● PROMPT: What is the number of lines in this data that contain the word "types"? Give the number alone.

************

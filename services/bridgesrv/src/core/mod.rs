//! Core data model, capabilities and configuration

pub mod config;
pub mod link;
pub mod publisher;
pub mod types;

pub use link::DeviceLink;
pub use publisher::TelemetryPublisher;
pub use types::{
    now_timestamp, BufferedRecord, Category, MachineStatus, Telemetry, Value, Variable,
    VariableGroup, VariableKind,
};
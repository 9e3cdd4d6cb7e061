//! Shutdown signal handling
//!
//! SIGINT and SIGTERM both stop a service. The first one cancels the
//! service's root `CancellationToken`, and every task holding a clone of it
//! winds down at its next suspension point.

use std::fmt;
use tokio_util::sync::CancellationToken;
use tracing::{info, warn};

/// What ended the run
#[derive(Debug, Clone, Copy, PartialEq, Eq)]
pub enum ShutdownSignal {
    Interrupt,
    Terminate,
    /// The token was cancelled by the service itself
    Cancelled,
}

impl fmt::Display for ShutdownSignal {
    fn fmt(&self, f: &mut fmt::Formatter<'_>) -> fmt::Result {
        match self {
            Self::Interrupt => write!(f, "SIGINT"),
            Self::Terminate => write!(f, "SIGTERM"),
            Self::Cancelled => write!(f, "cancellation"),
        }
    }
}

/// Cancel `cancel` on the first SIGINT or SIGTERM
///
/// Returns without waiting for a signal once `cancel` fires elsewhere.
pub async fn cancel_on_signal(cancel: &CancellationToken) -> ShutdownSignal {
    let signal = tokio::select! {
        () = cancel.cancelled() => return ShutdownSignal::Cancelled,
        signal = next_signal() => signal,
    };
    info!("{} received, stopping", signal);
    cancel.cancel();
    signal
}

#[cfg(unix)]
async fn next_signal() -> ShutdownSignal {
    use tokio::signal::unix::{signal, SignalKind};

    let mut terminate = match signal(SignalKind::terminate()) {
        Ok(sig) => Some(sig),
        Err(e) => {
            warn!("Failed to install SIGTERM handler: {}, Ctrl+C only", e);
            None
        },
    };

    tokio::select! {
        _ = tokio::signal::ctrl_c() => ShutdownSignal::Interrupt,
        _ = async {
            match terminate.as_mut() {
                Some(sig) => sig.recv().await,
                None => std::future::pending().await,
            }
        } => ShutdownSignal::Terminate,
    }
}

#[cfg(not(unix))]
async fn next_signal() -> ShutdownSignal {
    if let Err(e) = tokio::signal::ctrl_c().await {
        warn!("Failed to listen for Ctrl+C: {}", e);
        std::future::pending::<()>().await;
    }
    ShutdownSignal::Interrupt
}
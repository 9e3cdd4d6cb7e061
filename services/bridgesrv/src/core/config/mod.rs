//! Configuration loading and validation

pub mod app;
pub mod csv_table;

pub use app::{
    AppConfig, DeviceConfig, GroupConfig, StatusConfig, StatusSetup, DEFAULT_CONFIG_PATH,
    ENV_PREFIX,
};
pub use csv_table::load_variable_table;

************

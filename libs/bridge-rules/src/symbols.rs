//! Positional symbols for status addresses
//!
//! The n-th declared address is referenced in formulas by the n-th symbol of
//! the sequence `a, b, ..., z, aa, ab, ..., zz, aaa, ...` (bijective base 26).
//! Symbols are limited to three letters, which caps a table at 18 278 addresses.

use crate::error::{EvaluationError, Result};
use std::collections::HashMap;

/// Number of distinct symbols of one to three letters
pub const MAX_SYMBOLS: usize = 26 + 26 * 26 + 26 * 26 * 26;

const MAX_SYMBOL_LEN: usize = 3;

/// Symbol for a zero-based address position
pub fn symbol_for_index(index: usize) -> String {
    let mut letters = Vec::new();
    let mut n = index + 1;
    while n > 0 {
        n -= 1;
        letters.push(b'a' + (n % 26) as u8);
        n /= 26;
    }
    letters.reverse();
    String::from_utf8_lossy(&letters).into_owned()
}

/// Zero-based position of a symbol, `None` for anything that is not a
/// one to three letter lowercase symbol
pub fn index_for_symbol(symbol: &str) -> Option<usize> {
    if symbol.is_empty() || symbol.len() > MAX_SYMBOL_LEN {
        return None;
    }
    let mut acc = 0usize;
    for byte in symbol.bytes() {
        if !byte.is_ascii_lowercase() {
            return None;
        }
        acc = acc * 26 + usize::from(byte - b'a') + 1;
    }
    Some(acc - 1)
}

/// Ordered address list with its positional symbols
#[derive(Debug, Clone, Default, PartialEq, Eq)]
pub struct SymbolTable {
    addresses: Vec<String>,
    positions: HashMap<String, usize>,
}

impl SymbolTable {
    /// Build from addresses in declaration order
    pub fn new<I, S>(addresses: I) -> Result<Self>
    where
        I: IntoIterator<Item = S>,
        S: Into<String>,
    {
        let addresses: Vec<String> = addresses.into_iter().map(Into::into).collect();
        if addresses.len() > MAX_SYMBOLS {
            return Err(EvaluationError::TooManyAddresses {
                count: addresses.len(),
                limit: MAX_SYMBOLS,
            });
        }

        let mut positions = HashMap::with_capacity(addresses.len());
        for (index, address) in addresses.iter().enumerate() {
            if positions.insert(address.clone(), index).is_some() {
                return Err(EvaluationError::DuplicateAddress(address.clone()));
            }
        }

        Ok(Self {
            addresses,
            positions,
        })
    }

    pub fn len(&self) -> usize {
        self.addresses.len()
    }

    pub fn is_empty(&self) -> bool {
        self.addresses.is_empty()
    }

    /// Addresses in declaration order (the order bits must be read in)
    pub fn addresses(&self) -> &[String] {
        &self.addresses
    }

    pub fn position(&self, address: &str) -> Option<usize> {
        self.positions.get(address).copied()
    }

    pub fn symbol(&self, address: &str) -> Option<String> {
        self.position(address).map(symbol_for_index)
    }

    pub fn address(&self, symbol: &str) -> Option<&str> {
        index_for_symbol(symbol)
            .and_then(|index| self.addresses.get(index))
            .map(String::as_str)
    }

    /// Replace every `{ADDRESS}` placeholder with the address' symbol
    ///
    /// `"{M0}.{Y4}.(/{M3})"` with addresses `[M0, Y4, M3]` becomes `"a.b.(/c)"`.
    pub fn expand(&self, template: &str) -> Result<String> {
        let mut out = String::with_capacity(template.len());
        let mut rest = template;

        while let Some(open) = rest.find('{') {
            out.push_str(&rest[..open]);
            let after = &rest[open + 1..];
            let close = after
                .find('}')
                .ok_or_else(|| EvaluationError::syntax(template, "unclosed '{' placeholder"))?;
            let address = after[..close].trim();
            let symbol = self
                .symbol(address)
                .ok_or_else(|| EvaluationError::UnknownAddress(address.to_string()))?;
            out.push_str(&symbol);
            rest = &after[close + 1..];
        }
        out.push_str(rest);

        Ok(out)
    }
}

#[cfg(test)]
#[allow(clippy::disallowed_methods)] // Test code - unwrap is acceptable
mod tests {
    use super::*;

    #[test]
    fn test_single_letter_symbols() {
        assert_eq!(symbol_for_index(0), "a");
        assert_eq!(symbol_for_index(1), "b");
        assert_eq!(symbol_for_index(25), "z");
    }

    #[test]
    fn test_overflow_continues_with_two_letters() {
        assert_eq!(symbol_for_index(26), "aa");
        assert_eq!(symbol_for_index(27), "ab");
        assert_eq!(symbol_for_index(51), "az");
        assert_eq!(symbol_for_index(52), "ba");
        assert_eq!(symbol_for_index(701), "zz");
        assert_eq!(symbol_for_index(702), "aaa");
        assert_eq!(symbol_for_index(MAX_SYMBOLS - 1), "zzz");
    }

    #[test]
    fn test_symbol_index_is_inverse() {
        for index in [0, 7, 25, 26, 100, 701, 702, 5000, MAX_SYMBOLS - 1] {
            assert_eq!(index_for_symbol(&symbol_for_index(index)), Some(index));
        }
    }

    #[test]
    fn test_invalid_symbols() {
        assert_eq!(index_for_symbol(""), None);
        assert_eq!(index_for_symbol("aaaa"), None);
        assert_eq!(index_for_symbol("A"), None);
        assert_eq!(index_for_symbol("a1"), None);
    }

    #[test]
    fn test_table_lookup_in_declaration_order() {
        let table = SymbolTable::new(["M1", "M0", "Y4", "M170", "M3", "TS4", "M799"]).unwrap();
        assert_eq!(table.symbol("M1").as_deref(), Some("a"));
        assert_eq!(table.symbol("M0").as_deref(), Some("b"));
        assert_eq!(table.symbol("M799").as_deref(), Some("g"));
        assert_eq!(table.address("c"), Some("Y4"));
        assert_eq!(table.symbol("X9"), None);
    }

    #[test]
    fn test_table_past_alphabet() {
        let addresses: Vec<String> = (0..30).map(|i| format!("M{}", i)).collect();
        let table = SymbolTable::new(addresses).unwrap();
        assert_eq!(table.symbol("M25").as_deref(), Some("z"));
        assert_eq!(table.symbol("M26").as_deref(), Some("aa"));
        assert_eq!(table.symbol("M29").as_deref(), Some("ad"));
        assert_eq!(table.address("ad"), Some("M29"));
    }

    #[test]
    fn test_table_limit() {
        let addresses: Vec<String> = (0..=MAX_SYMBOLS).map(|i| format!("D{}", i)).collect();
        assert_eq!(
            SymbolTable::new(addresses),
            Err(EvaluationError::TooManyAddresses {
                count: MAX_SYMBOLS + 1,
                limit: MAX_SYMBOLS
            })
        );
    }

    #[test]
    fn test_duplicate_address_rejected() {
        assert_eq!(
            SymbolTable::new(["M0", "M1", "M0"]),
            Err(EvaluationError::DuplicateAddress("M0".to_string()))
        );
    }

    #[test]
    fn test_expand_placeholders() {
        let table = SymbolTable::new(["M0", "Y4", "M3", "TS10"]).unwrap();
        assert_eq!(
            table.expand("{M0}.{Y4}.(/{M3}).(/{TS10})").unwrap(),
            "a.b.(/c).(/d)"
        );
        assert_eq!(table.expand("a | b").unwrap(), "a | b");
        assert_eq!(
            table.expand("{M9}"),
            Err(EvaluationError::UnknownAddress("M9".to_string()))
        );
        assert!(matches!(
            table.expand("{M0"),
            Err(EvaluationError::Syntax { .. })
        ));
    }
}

************

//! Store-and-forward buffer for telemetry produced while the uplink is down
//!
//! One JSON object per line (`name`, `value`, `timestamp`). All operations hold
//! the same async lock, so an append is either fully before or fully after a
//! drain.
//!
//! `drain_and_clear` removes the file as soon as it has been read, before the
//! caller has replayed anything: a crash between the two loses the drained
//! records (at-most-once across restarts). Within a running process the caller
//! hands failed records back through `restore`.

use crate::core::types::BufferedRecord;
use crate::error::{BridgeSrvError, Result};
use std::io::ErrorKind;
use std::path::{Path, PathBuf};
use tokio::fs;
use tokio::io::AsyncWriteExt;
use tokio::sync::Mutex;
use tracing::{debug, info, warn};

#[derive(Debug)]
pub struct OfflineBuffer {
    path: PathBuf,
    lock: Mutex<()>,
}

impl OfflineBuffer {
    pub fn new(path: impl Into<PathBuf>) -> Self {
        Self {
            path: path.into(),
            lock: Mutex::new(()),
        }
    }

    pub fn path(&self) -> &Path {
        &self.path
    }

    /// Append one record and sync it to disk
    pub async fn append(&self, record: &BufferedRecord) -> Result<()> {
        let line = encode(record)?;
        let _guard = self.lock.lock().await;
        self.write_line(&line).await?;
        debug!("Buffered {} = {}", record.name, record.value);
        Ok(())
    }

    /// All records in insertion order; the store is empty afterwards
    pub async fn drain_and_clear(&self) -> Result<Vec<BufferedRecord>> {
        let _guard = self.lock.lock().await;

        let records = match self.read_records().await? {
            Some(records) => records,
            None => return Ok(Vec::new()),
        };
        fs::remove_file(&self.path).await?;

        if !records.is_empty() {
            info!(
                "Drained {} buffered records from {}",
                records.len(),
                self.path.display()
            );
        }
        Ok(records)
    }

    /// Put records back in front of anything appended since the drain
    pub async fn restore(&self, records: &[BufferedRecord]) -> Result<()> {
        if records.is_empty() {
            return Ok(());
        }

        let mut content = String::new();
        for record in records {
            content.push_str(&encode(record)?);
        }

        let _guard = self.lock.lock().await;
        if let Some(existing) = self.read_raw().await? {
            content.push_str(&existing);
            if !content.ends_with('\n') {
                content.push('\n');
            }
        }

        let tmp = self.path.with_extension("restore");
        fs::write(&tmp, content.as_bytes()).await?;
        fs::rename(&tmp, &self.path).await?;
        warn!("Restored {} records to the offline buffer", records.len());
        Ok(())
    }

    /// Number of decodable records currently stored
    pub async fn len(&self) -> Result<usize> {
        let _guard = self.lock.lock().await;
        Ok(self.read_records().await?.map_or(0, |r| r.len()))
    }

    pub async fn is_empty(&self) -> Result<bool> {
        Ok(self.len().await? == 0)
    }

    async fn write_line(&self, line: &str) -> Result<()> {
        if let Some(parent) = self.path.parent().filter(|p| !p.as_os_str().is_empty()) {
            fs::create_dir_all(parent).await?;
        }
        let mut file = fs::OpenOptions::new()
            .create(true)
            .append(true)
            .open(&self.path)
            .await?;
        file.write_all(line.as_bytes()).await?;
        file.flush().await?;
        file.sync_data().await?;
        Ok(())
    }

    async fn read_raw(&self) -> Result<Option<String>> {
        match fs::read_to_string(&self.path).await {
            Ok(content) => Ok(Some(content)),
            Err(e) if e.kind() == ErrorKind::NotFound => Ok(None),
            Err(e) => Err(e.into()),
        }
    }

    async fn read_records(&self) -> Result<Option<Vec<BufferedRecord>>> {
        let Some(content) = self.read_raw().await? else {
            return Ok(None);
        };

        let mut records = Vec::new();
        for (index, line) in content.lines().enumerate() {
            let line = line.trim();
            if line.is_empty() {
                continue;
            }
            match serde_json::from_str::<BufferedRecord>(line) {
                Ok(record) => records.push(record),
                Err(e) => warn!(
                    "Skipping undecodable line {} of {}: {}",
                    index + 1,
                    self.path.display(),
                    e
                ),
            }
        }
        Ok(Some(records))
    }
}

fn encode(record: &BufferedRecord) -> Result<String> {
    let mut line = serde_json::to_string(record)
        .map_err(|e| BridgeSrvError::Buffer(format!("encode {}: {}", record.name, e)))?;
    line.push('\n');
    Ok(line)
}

************

● YOUR RESPONSE: 3